Batch size for the evaluation. The auto:N batch size is not used for API models, but numeric batch sizes are used for APIs. Only int batch size supported at the moment.

pod

Specify extra information for the lm-eval job’s pod.

  • container: Extra container settings for the lm-eval container.

    • env: Specify environment variables. It uses the EnvVar data structure of kubernetes.

    • volumeMounts: Mount the volumes into the lm-eval container.

    • resources: Specify the resources for the lm-eval container.

  • volumes: Specify the volume information for the lm-eval and other containers. It uses the Volume data structure of kubernetes.

  • sideCars: A list of containers that run along with the lm-eval container. It uses the Container data structure of kubernetes.

outputs

This sections defines custom output locations for the evaluation results storage. At the moment only Persistent Volume Claims (PVC) are supported.

outputs.pvcManaged

Create an operator-managed PVC to store this job’s results. The PVC will be named <job-name>-pvc and will be owned by the LMEvalJob. After job completion, the PVC will still be available, but it will be deleted upon deleting the LMEvalJob. Supports the following fields:

  • size: The PVC’s size, compatible with standard PVC syntax (e.g. 5Gi)

outputs.pvcName

Binds an existing PVC to a job by specifying its name. The PVC must be created separately and must already exist when creating the job.

Examples

Environment Variables

If the LMEvalJob needs to access a model on HuggingFace with the access token, you can set up the HF_TOKEN as one of the environment variables for the lm-eval container:

apiVersion: trustyai.opendatahub.io/v1alpha1
kind: LMEvalJob
metadata:
  name: evaljob-sample
spec:
  model: hf
  modelArgs:
  - name: pretrained
    value: huggingfacespace/model
  taskList:
    taskNames:
    - unfair_tos
  logSamples: true
  pod:
    container:
      env: (1)
      - name: HF_TOKEN
        value: "My HuggingFace token"
1 spec.pod.env fields are passed directly to the LMEvalJob’s container as environment variables.
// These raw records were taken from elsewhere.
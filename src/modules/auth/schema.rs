use chrono::{DateTime, Utc};
use serde::{Deserialize, Serialize};
use uuid::Uuid;
use validator::Validate;

use super::interface::{Access, Session};
use super::model::{User, UserPatch};

// =============================================================================
// REGISTER / VERIFY
// =============================================================================

#[derive(Debug, Deserialize, Validate)]
pub struct RegisterRequest {
    #[validate(length(min = 1, max = 100, message = "name must be 1 to 100 characters"))]
    pub name: String,
    #[validate(email(message = "invalid email format"))]
    pub email: String,
    #[validate(length(min = 8, max = 20, message = "password must be 8 to 20 characters"))]
    pub password: String,
}

#[derive(Debug, Deserialize, Validate)]
pub struct VerifyRequest {
    #[validate(email(message = "invalid email format"))]
    pub email: String,
    #[validate(length(equal = 6, message = "code must be 6 digits"))]
    pub code: String,
}

#[derive(Debug, Deserialize, Validate)]
pub struct ResendVerificationRequest {
    #[validate(email(message = "invalid email format"))]
    pub email: String,
}

#[derive(Debug, Serialize)]
pub struct UserEnvelope {
    pub user: UserResponse,
}

// =============================================================================
// SESSIONS
// =============================================================================

#[derive(Debug, Deserialize, Validate)]
pub struct LoginRequest {
    #[validate(email(message = "invalid email format"))]
    pub email: String,
    #[validate(length(min = 1, message = "password is required"))]
    pub password: String,
}

#[derive(Debug, Serialize)]
#[serde(rename_all = "camelCase")]
pub struct LoginResponse {
    pub user: UserResponse,
    pub refresh_token: String,
    pub expires_at: DateTime<Utc>,
}

impl From<Session> for LoginResponse {
    fn from(session: Session) -> Self {
        Self {
            user: session.user.into(),
            refresh_token: session.refresh_token,
            expires_at: session.expires_at,
        }
    }
}

#[derive(Debug, Deserialize, Validate)]
#[serde(rename_all = "camelCase")]
pub struct RefreshTokenRequest {
    #[validate(length(min = 1, message = "refreshToken is required"))]
    pub refresh_token: String,
}

#[derive(Debug, Serialize)]
#[serde(rename_all = "camelCase")]
pub struct AccessResponse {
    pub access_token: String,
    pub expires_at: DateTime<Utc>,
}

impl From<Access> for AccessResponse {
    fn from(access: Access) -> Self {
        Self {
            access_token: access.access_token,
            expires_at: access.expires_at,
        }
    }
}

// =============================================================================
// USERS
// =============================================================================

/// Public view of a user. The password hash never leaves the service.
#[derive(Debug, Serialize)]
#[serde(rename_all = "camelCase")]
pub struct UserResponse {
    pub id: Uuid,
    pub name: String,
    pub email: String,
    pub profile_photo: Option<String>,
    pub verified: bool,
    pub created_at: DateTime<Utc>,
    pub last_modified: DateTime<Utc>,
}

impl From<User> for UserResponse {
    fn from(user: User) -> Self {
        Self {
            id: user.id,
            name: user.name,
            email: user.email,
            profile_photo: user.profile_photo,
            verified: user.verified,
            created_at: user.created_at,
            last_modified: user.updated_at,
        }
    }
}

#[derive(Debug, Deserialize, Validate)]
#[serde(rename_all = "camelCase", deny_unknown_fields)]
pub struct UpdateProfileRequest {
    #[validate(length(min = 1, max = 100, message = "name must be 1 to 100 characters"))]
    pub name: Option<String>,
    #[validate(email(message = "invalid email format"))]
    pub email: Option<String>,
    // Length is checked by the service so a bad value maps to WeakPassword.
    pub password: Option<String>,
    #[validate(length(max = 512, message = "profilePhoto is too long"))]
    pub profile_photo: Option<String>,
}

impl From<UpdateProfileRequest> for UserPatch {
    fn from(req: UpdateProfileRequest) -> Self {
        Self {
            name: req.name,
            email: req.email,
            password: req.password,
            profile_photo: req.profile_photo,
        }
    }
}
Or you can create a secret to store the token and refer the key from the secret object using the reference syntax:

(only attach the env part)

      env:
      - name: HF_TOKEN
        valueFrom:
          secretKeyRef:
            name: my-secret
            key: hf-token

Custom Unitxt Card

Pass a custom Unitxt Card in JSON format:

apiVersion: trustyai.opendatahub.io/v1alpha1
kind: LMEvalJob
metadata:
  name: evaljob-sample
spec:
  model: hf
  modelArgs:
  - name: pretrained
    value: google/flan-t5-base
  taskList:
    taskRecipes:
    - template: "templates.classification.multi_class.relation.default"
      card:
        custom: |
          {
            "__type__": "task_card",
            "loader": {
              "__type__": "load_hf",
              "path": "glue",
              "name": "wnli"
            },
            "preprocess_steps": [
              {
                "__type__": "split_random_mix",
                "mix": {
                  "train": "train[95%]",
                  "validation": "train[5%]",
                  "test": "validation"
                }
              },
              {
                "__type__": "rename",
                "field": "sentence1",
                "to_field": "text_a"
              },
              {
                "__type__": "rename",
                "field": "sentence2",
                "to_field": "text_b"
              },
              {
                "__type__": "map_instance_values",
                "mappers": {
                  "label": {
                    "0": "entailment",
                    "1": "not entailment"
                  }
                }
              },
              {
                "__type__": "set",
                "fields": {
                  "classes": [
                    "entailment",
                    "not entailment"
                  ]
                }
              },
              {
                "__type__": "set",
                "fields": {
                  "type_of_relation": "entailment"
                }
              },
              {
                "__type__": "set",
                "fields": {
                  "text_a_type": "premise"
                }
              },
              {
                "__type__": "set",
                "fields": {
                  "text_b_type": "hypothesis"
                }
              }
            ],
            "task": "tasks.classification.multi_class.relation",
            "templates": "templates.classification.multi_class.relation.all"
          }
  logSamples: true

Inside the custom card, it uses the HuggingFace dataset loader:

            "loader": {
              "__type__": "load_hf",
              "path": "glue",
              "name": "wnli"
            },

You can use other loaders and use the volumes and volumeMounts to mount the dataset from persistent volumes. For example, if you use LoadCSV, you need to mount the files to the container and make the dataset accessible for the evaluation process.

Using PVCs as storage

To use a PVC as storage for the LMEvalJob results, there are two supported modes, at the moment, managed and existing PVCs.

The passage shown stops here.